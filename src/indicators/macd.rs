use super::moving_average::{ewma_alpha, ewma_series};

pub const DEFAULT_FAST: usize = 12;
pub const DEFAULT_SLOW: usize = 26;
pub const DEFAULT_SIGNAL: usize = 9;

/// MACD line and its signal line, index-aligned with the input closes
#[derive(Debug, Clone, Default, PartialEq)]
pub struct MacdSeries {
    pub macd: Vec<f64>,
    pub signal: Vec<f64>,
}

impl MacdSeries {
    pub fn len(&self) -> usize {
        self.macd.len()
    }

    pub fn is_empty(&self) -> bool {
        self.macd.is_empty()
    }

    /// macd - signal at each point
    pub fn histogram(&self) -> Vec<f64> {
        self.macd
            .iter()
            .zip(&self.signal)
            .map(|(m, s)| m - s)
            .collect()
    }
}

/// MACD(12, 26, 9) over a closing-price series
///
/// Never fails on short input; output shorter than the slow span is not
/// meaningful and callers must check the length before acting on it.
pub fn compute_macd(closes: &[f64]) -> MacdSeries {
    compute_macd_with(closes, DEFAULT_FAST, DEFAULT_SLOW, DEFAULT_SIGNAL)
}

pub fn compute_macd_with(closes: &[f64], fast: usize, slow: usize, signal: usize) -> MacdSeries {
    let fast_ema = ewma_series(closes, fast);
    let slow_ema = ewma_series(closes, slow);

    let macd: Vec<f64> = fast_ema.iter().zip(&slow_ema).map(|(f, s)| f - s).collect();
    let signal = ewma_series(&macd, signal);

    MacdSeries { macd, signal }
}

/// Running MACD that updates one close at a time
///
/// Produces the same values as `compute_macd` over the full history, without
/// re-walking it every cycle.
#[derive(Debug, Clone, Default)]
pub struct MacdState {
    fast: Option<f64>,
    slow: Option<f64>,
    signal: Option<f64>,
    count: usize,
}

impl MacdState {
    pub fn new() -> Self {
        Self::default()
    }

    /// Feed the next close; returns the updated (macd, signal)
    pub fn update(&mut self, close: f64) -> (f64, f64) {
        let step = |prev: Option<f64>, value: f64, span: usize| match prev {
            Some(prev) => {
                let alpha = ewma_alpha(span);
                alpha * value + (1.0 - alpha) * prev
            }
            None => value,
        };

        let fast = step(self.fast, close, DEFAULT_FAST);
        let slow = step(self.slow, close, DEFAULT_SLOW);
        let macd = fast - slow;
        let signal = step(self.signal, macd, DEFAULT_SIGNAL);

        self.fast = Some(fast);
        self.slow = Some(slow);
        self.signal = Some(signal);
        self.count += 1;

        (macd, signal)
    }

    /// Number of closes folded in so far
    pub fn count(&self) -> usize {
        self.count
    }
}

+-------+

**WORK TO COMPLETE:**
Could you restate every entry verbatim, please?

**OUTPUT FOR THIS EXERCISE:**
filename src/indicators/macd.rs
use super::moving_average::{ewma_alpha, ewma_series};

pub const DEFAULT_FAST: usize = 12;
pub const DEFAULT_SLOW: usize = 26;
pub const DEFAULT_SIGNAL: usize = 9;

/// MACD line and its signal line, index-aligned with the input closes
#[derive(Debug, Clone, Default, PartialEq)]
pub struct MacdSeries {
    pub macd: Vec<f64>,
    pub signal: Vec<f64>,
}

impl MacdSeries {
    pub fn len(&self) -> usize {
        self.macd.len()
    }

    pub fn is_empty(&self) -> bool {
        self.macd.is_empty()
    }

    /// macd - signal at each point
    pub fn histogram(&self) -> Vec<f64> {
        self.macd
            .iter()
            .zip(&self.signal)
            .map(|(m, s)| m - s)
            .collect()
    }
}

/// MACD(12, 26, 9) over a closing-price series
///
/// Never fails on short input; output shorter than the slow span is not
/// meaningful and callers must check the length before acting on it.
pub fn compute_macd(closes: &[f64]) -> MacdSeries {
    compute_macd_with(closes, DEFAULT_FAST, DEFAULT_SLOW, DEFAULT_SIGNAL)
}

pub fn compute_macd_with(closes: &[f64], fast: usize, slow: usize, signal: usize) -> MacdSeries {
    let fast_ema = ewma_series(closes, fast);
    let slow_ema = ewma_series(closes, slow);

    let macd: Vec<f64> = fast_ema.iter().zip(&slow_ema).map(|(f, s)| f - s).collect();
    let signal = ewma_series(&macd, signal);

    MacdSeries { macd, signal }
}

/// Running MACD that updates one close at a time
///
/// Produces the same values as `compute_macd` over the full history, without
/// re-walking it every cycle.
#[derive(Debug, Clone, Default)]
pub struct MacdState {
    fast: Option<f64>,
    slow: Option<f64>,
    signal: Option<f64>,
    count: usize,
}

impl MacdState {
    pub fn new() -> Self {
        Self::default()
    }

    /// Feed the next close; returns the updated (macd, signal)
    pub fn update(&mut self, close: f64) -> (f64, f64) {
        let step = |prev: Option<f64>, value: f64, span: usize| match prev {
            Some(prev) => {
                let alpha = ewma_alpha(span);
                alpha * value + (1.0 - alpha) * prev
            }
            None => value,
        };

        let fast = step(self.fast, close, DEFAULT_FAST);
        let slow = step(self.slow, close, DEFAULT_SLOW);
        let macd = fast - slow;
        let signal = step(self.signal, macd, DEFAULT_SIGNAL);

        self.fast = Some(fast);
        self.slow = Some(slow);
        self.signal = Some(signal);
        self.count += 1;

        (macd, signal)
    }

    /// Number of closes folded in so far
    pub fn count(&self) -> usize {
        self.count
    }
}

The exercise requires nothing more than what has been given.